Item 5. Interest in Securities of the Issuer.
(a) HHMI owns beneficially 32,903,600 shares, or
approximately 50.96 percent, of the issued and outstanding shares
of Class H Stock. To the best of HHMI's knowledge, none of the
other persons named or referred to in response to Item 2 hereof
beneficially owns any shares of Class H Stock.
(b) Unchanged.
(c) No transactions in shares of Class H Stock were
effected within the past 60 days by HHMI or, to the best of
HHMI's knowledge, by any of the persons named or referred to in
response to Item 2 hereof, except the following open market sales
on the New York Stock Exchange of Core Shares by HHMI:
Date Number of Shares Price Per Share
July 15, 1992 8,600 $25.375
July 24, 1992 17,800 25.250
August 5, 1992 7,200 25.644
August 6, 1992 32,000 26.027
(d) and (e) Unchanged.
Item 6. Contracts, Arrangements, Understandings or
Relationships With Respect to Securities of the Issuer.
Except pursuant to the Class H Stock Agreement and the
1992 Agreement, neither HHMI nor, to the best of HHMI's
knowledge, any other person named or referred to in response to
Item 2 hereof, has any contracts, arrangements, understandings,
or relationships with any person relating to any securities of
GM, including but not limited to transfer or voting of any of the
<PAGE>
Page 5 of 6
securities, finder's fees, joint ventures, loan or option
arrangements, puts or calls, guarantees of profits, division of
profits or loss, or the giving or withholding of proxies.

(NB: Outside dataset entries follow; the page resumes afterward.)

/// Maximum number of entries a created prefix list can have. This number
/// counts against the "routes per route table" quota (regardless of how many
/// actual entries exist) when the list is referenced, so it stays below the
/// default quota of 50.
pub const PREFIX_LIST_MAX_ENTRIES: i32 = 45;

/// Transit gateway, prefix list, attachment, route and subnet operations
/// against one AWS account
#[cfg_attr(test, automock)]
#[async_trait]
pub trait TransitGatewayClient: Send + Sync {
    /// Look up a transit gateway by id. An empty id and a NotFound answer
    /// both yield Ok(None); more than one match is an error.
    async fn get_transit_gateway(&self, gateway_id: &str) -> Result<Option<TransitGateway>>;

    /// Create a transit gateway tagged as owned by the given cluster
    async fn create_transit_gateway(&self, cluster_name: &str) -> Result<TransitGateway>;

    /// Delete a transit gateway; already absent is success
    async fn delete_transit_gateway(&self, gateway_id: &str) -> Result<()>;

    /// Attachments matching the (gateway, vpc) pair
    async fn get_vpc_attachments(
        &self,
        gateway_id: &str,
        vpc_id: &str,
    ) -> Result<Vec<VpcAttachment>>;

    /// Create a VPC attachment with ownership and Name tags
    async fn create_vpc_attachment(&self, spec: &VpcAttachmentSpec) -> Result<VpcAttachment>;

    /// Delete a VPC attachment; already absent is success
    async fn delete_vpc_attachment(&self, attachment_id: &str) -> Result<()>;

    /// Look up a managed prefix list by id
    async fn get_prefix_list(&self, prefix_list_id: &str) -> Result<Option<ManagedPrefixList>>;

    /// Look up a managed prefix list by name; more than one match is an error
    async fn get_prefix_list_by_name(&self, name: &str) -> Result<Option<ManagedPrefixList>>;

    /// Create an IPv4 managed prefix list with the fixed entry limit
    async fn create_prefix_list(&self, name: &str) -> Result<ManagedPrefixList>;

    /// Entries of a prefix list at the given version
    async fn get_prefix_list_entries(
        &self,
        prefix_list_id: &str,
        version: i64,
    ) -> Result<Vec<PrefixListEntry>>;

    /// Add an entry to a prefix list at the given version
    async fn add_prefix_list_entry(
        &self,
        prefix_list_id: &str,
        version: i64,
        entry: &PrefixListEntry,
    ) -> Result<()>;

    /// Remove the entry with the given CIDR from a prefix list
    async fn remove_prefix_list_entry(
        &self,
        prefix_list_id: &str,
        version: i64,
        cidr: &str,
    ) -> Result<()>;

    /// Route tables associated with any of the given subnets
    async fn get_route_tables(&self, subnet_ids: &[String]) -> Result<Vec<RouteTable>>;

    /// Create a prefix-list route via the transit gateway
    async fn create_route(
        &self,
        route_table_id: &str,
        prefix_list_id: &str,
        gateway_id: &str,
    ) -> Result<()>;

    /// Delete the prefix-list route; already absent is success
    async fn delete_route(&self, route_table_id: &str, prefix_list_id: &str) -> Result<()>;

    /// Private subnets of the VPC labelled for transit gateway attachment
    async fn get_tagged_private_subnets(
        &self,
        vpc_id: &str,
        cluster_name: &str,
    ) -> Result<Vec<Subnet>>;
}

/// SDK-backed implementation of [`TransitGatewayClient`]
#[derive(Clone)]
pub struct Ec2TransitGatewayClient {
    ec2: aws_sdk_ec2::Client,
}

impl Ec2TransitGatewayClient {
    pub fn new(ec2: aws_sdk_ec2::Client) -> Self {
        Self { ec2 }
    }
}

fn cluster_tag_key(cluster_name: &str) -> String {
    format!("kubernetes.io/cluster/{cluster_name}")
}

fn name_filter(name: &str, values: Vec<String>) -> Filter {
    Filter::builder().name(name).set_values(Some(values)).build()
}
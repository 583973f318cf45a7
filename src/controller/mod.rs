//! Reconcile engine
//!
//! Two reconcilers share the Cluster event stream: `network_topology`
//! converges AWS resources through the registrars, `share` maintains the
//! cross-account RAM shares. They run as independent controllers; ordering
//! between them is enforced only through finalizers.

pub mod network_topology;
pub mod share;
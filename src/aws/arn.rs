//! Amazon Resource Name parsing
//!
//! Annotations carry either full ARNs or bare resource ids; describe calls
//! need bare ids while RAM sharing and account comparisons need the ARN
//! parts. ARNs have the shape
//! `arn:partition:service:region:account-id:resource`.

use crate::error::{Error, Result};

/// Parsed Amazon Resource Name
#[derive(Clone, Debug, PartialEq, Eq)]
pub struct Arn {
    pub partition: String,
    pub service: String,
    pub region: String,
    pub account_id: String,
    pub resource: String,
}

impl std::str::FromStr for Arn {
    type Err = Error;

    fn from_str(s: &str) -> Result<Self> {
        let invalid = |reason: &str| Error::InvalidArn {
            arn: s.to_string(),
            reason: reason.to_string(),
        };

        let mut parts = s.splitn(6, ':');
        if parts.next() != Some("arn") {
            return Err(invalid("missing 'arn:' prefix"));
        }

        let partition = parts.next().ok_or_else(|| invalid("missing partition"))?;
        let service = parts.next().ok_or_else(|| invalid("missing service"))?;
        let region = parts.next().ok_or_else(|| invalid("missing region"))?;
        let account_id = parts.next().ok_or_else(|| invalid("missing account id"))?;
        let resource = parts.next().ok_or_else(|| invalid("missing resource"))?;
        if resource.is_empty() {
            return Err(invalid("missing resource"));
        }

        Ok(Self {
            partition: partition.to_string(),
            service: service.to_string(),
            region: region.to_string(),
            account_id: account_id.to_string(),
            resource: resource.to_string(),
        })
    }
}

impl std::fmt::Display for Arn {
    fn fmt(&self, f: &mut std::fmt::Formatter<'_>) -> std::fmt::Result {
        write!(
            f,
            "arn:{}:{}:{}:{}:{}",
            self.partition, self.service, self.region, self.account_id, self.resource
        )
    }
}

impl Arn {
    /// The bare resource id: the part after `<resource-type>/`, or the whole
    /// resource when it carries no type prefix
    pub fn resource_id(&self) -> &str {
        self.resource
            .split_once('/')
            .map(|(_, id)| id)
            .unwrap_or(&self.resource)
    }
}

/// True when the value looks like an ARN rather than a bare resource id
pub fn is_arn(value: &str) -> bool {
    value.starts_with("arn:")
}

/// Normalize an annotation value (ARN or bare id) into a bare resource id
pub fn resource_id(value: &str) -> Result<String> {
    if is_arn(value) {
        let arn: Arn = value.parse()?;
        Ok(arn.resource_id().to_string())
    } else {
        Ok(value.to_string())
    }
}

In the event of the execution by GM of the Underwriting
Agreement prior to January 1, 1993, GM and HHMI would execute the
Lock-up Agreement and the Amendment, thereby imposing certain
restrictions on the sale or other disposition by HHMI of Core
Shares, and amending certain terms of the Class H Stock
Agreement, effective as of the date of notice by GM to HHMI of
the execution by GM of the Underwriting Agreement.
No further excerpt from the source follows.